I am proud to be an American, but boy there are times when I wish I lived in England. Based on their television, I have this ridiculous image of a well-educated populace who know the kings of England and can quote the fights historical. I’ve watched all manner of documentaries, with presenters like Simon Shama, David Starkey, Lucy Worsley and Dan Snow. Realistically I know the Brits gave us reality television, but I still think the ledger is in their favor.
Even their drama is historical, from Ripper Street to Copper (granted American history). Recently I discovered City of Vice that’s available to watch on Hulu. It’s about the efforts of Henry Fielding, who with his brother, created the Bow Street Runners, the forerunners of modern-day police.
Crime buffs are familiar with the Bow Street Runners, established in 1749, but most people are probably surprised how a city like London could have existed for so long without some form of policing. Before this time, policing was a “catch as catch can” sort of proposition, as shown in this 2008 Channel 4 series of just five episodes.
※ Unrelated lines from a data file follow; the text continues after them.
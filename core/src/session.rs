//! Wallet session tracking.
//!
//! `Session` follows `Disconnected -> Connecting -> Connected -> Disconnected`.
//! Only a `Connected` session yields an identity; while a connection attempt
//! is in progress every client operation sees "no session".

use std::sync::atomic::{AtomicBool, Ordering};
use std::sync::{Mutex, MutexGuard, PoisonError};

use tracing::{info, warn};

use crate::address::Identity;
use crate::error::WalletError;

/// Common interface for the wallets a user can connect.
pub trait WalletAdapter: Send + Sync {
    /// Ask the wallet for approval and return its public identity.
    fn connect(&self) -> Result<Identity, WalletError>;

    fn disconnect(&self);

    /// Reconnect a previously approved wallet without prompting, if any.
    fn auto_connect(&self) -> Option<Identity>;
}

#[derive(Debug, Clone, Copy, PartialEq, Eq)]
pub enum SessionState {
    Disconnected,
    Connecting,
    Connected(Identity),
}

pub struct Session<W> {
    wallet: W,
    state: Mutex<SessionState>,
}

impl<W: WalletAdapter> Session<W> {
    pub fn new(wallet: W) -> Self {
        Self {
            wallet,
            state: Mutex::new(SessionState::Disconnected),
        }
    }

    pub fn wallet(&self) -> &W {
        &self.wallet
    }

    pub fn state(&self) -> SessionState {
        *lock(&self.state)
    }

    pub fn identity(&self) -> Option<Identity> {
        match self.state() {
            SessionState::Connected(identity) => Some(identity),
            _ => None,
        }
    }

    /// Explicit connect. Fails with `AlreadyConnected` if a wallet is already
    /// attached, leaving that session untouched.
    pub fn connect(&self) -> Result<Identity, WalletError> {
        self.begin()?;
        let result = self.wallet.connect();
        self.finish(result.clone().ok());
        if let Err(err) = &result {
            warn!(error = %err, "wallet connection failed");
        }
        result
    }

    /// Wallet-reported reconnect of a remembered wallet.
    pub fn auto_connect(&self) -> Option<Identity> {
        if self.begin().is_err() {
            return self.identity();
        }
        let identity = self.wallet.auto_connect();
        self.finish(identity);
        identity
    }

    pub fn disconnect(&self) {
        let previous = std::mem::replace(&mut *lock(&self.state), SessionState::Disconnected);
        if let SessionState::Connected(identity) = previous {
            self.wallet.disconnect();
            info!(%identity, "wallet disconnected");
        }
    }

    fn begin(&self) -> Result<(), WalletError> {
        let mut state = lock(&self.state);
        match *state {
            SessionState::Disconnected => {
                *state = SessionState::Connecting;
                Ok(())
            }
            SessionState::Connecting => Err(WalletError::InProgress),
            SessionState::Connected(identity) => Err(WalletError::AlreadyConnected(identity)),
        }
    }

    fn finish(&self, identity: Option<Identity>) {
        let mut state = lock(&self.state);
        *state = match identity {
            Some(identity) => {
                info!(%identity, "wallet connected");
                SessionState::Connected(identity)
            }
            None => SessionState::Disconnected,
        };
    }
}

pub(crate) fn lock<T>(mutex: &Mutex<T>) -> MutexGuard<'_, T> {
    mutex.lock().unwrap_or_else(PoisonError::into_inner)
}

/// In-memory wallet with a fixed identity.
///
/// `remembered` controls whether `auto_connect` succeeds; `fail_with` makes
/// the next connection attempts fail with the given message.
pub struct MemoryWallet {
    identity: Identity,
    remembered: AtomicBool,
    connected: AtomicBool,
    failure: Mutex<Option<String>>,
}

impl MemoryWallet {
    pub fn new(identity: Identity) -> Self {
        Self {
            identity,
            remembered: AtomicBool::new(false),
            connected: AtomicBool::new(false),
            failure: Mutex::new(None),
        }
    }

    pub fn remembered(self) -> Self {
        self.remembered.store(true, Ordering::SeqCst);
        self
    }

    pub fn fail_with(&self, reason: Option<&str>) {
        *lock(&self.failure) = reason.map(str::to_string);
    }

    pub fn is_connected(&self) -> bool {
        self.connected.load(Ordering::SeqCst)
    }
}

impl WalletAdapter for MemoryWallet {
    fn connect(&self) -> Result<Identity, WalletError> {
        if let Some(reason) = lock(&self.failure).clone() {
            return Err(WalletError::Rejected(reason));
        }
        self.connected.store(true, Ordering::SeqCst);
        self.remembered.store(true, Ordering::SeqCst);
        Ok(self.identity)
    }

    fn disconnect(&self) {
        self.connected.store(false, Ordering::SeqCst);
        self.remembered.store(false, Ordering::SeqCst);
    }

    fn auto_connect(&self) -> Option<Identity> {
        if !self.remembered.load(Ordering::SeqCst) || lock(&self.failure).is_some() {
            return None;
        }
        self.connected.store(true, Ordering::SeqCst);
        Some(self.identity)
    }
}
//! Error types for the todo ledger client.
//!
//! # Design
//! `NotFound` gets a dedicated variant at both the ledger and the controller
//! level because "the account does not exist yet" is the normal state of a
//! first-time owner, not a failure. Remote refusals keep the ledger's own
//! message so it can be shown to the user verbatim.

use thiserror::Error;

use crate::address::Identity;

/// A base58 address string that does not decode to 32 bytes.
#[derive(Debug, Clone, PartialEq, Eq, Error)]
pub enum AddressParseError {
    #[error("invalid base58: {0}")]
    InvalidBase58(String),

    #[error("expected 32 bytes, got {0}")]
    WrongLength(usize),
}

/// Malformed input to address derivation.
#[derive(Debug, Clone, PartialEq, Eq, Error)]
pub enum DeriveError {
    /// Item indexes are encoded as a single seed byte.
    #[error("item index {0} does not fit in one byte")]
    IndexOutOfRange(u32),

    #[error("seed of {0} bytes exceeds the 32 byte limit")]
    SeedTooLong(usize),

    #[error("{0} seeds leave no room for the bump")]
    TooManySeeds(usize),

    #[error("no bump produces an off-curve address")]
    NoViableBump,
}

/// Errors reported by a `LedgerClient` implementation.
#[derive(Debug, Clone, PartialEq, Eq, Error)]
pub enum LedgerError {
    /// No account exists at the requested address.
    #[error("account not found")]
    NotFound,

    /// The program refused the instruction.
    #[error("{0}")]
    Rejected(String),

    /// The request never produced an answer from the ledger.
    #[error("transport failed: {0}")]
    Transport(String),

    /// The ledger answered with data the client could not decode.
    #[error("deserialization failed: {0}")]
    Deserialization(String),
}

/// Errors reported by a `WalletAdapter`.
#[derive(Debug, Clone, PartialEq, Eq, Error)]
pub enum WalletError {
    #[error("connection rejected: {0}")]
    Rejected(String),

    #[error("a connection attempt is already in progress")]
    InProgress,

    #[error("already connected as {0}")]
    AlreadyConnected(Identity),
}

#[derive(Debug, Error)]
pub enum ConfigError {
    #[error("unable to read config: {0}")]
    Io(#[from] std::io::Error),

    #[error("unable to parse config: {0}")]
    Parse(#[from] toml::de::Error),
}

/// Errors surfaced by `TodoResourceClient` operations.
#[derive(Debug, Clone, PartialEq, Eq, Error)]
pub enum ClientError {
    /// No wallet is connected (or one is still connecting). Callers treat
    /// this as a no-op.
    #[error("no wallet session")]
    NoSession,

    /// The owner has no profile account yet.
    #[error("owner profile not initialized")]
    NotInitialized,

    /// Another mutating operation is still in flight.
    #[error("a transaction is already pending")]
    TransactionPending,

    /// `add_item` was called with no input.
    #[error("todo content is empty")]
    EmptyContent,

    /// The ledger refused the instruction.
    #[error("{0}")]
    RemoteRejected(String),

    /// The profile or item is absent.
    #[error("account not found")]
    NotFound,

    /// The wallet refused or could not start a session.
    #[error(transparent)]
    Wallet(#[from] WalletError),

    #[error(transparent)]
    Derive(#[from] DeriveError),

    #[error(transparent)]
    Ledger(LedgerError),
}

impl From<LedgerError> for ClientError {
    fn from(err: LedgerError) -> Self {
        match err {
            LedgerError::NotFound => ClientError::NotFound,
            LedgerError::Rejected(message) => ClientError::RemoteRejected(message),
            other => ClientError::Ledger(other),
        }
    }
}

#[cfg(test)]
mod tests {
    use super::*;

    #[test]
    fn ledger_errors_map_onto_client_taxonomy() {
        assert_eq!(ClientError::from(LedgerError::NotFound), ClientError::NotFound);
        assert_eq!(
            ClientError::from(LedgerError::Rejected("AlreadyMarked".into())),
            ClientError::RemoteRejected("AlreadyMarked".into())
        );
        assert!(matches!(
            ClientError::from(LedgerError::Transport("reset".into())),
            ClientError::Ledger(LedgerError::Transport(_))
        ));
    }

    #[test]
    fn wallet_errors_convert_into_client_errors() {
        let err: ClientError = WalletError::InProgress.into();
        assert_eq!(err, ClientError::Wallet(WalletError::InProgress));
        assert_eq!(err.to_string(), "a connection attempt is already in progress");
    }

    #[test]
    fn rejection_message_is_shown_verbatim() {
        let err = ClientError::RemoteRejected("custom program error: 0x1770".into());
        assert_eq!(err.to_string(), "custom program error: 0x1770");
    }
}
It’s interesting to see the reality of sponging houses and the use of bailiffs and the casual acknowledgement of prostitution and the horrifying “belief” that sex with a virgin could cure venereal disease. Unfortunately the productions values of the series make it a little difficult to watch: background sound overwhelms dialog and the vignette effect makes everything look dark and gloomy, reinforcing that image of the past being dirty and dingy.
Ian McDiarmid brings a lot to the role of Henry Fielding, but it takes a little effort to get past remembering his most famous as Emperor Palpatine. Iain Glen, who plays John Fielding, has a similar problem for me: he played Sir Richard Carlisle so well in Downton Abbey.
Aside from being set in the Georgian era (specifically George II), City of Vice has another Austen connection: Henry Fielding wrote Tom Jones, which was a favorite of Jane and Tom Lefroy (as seen in Becoming Jane).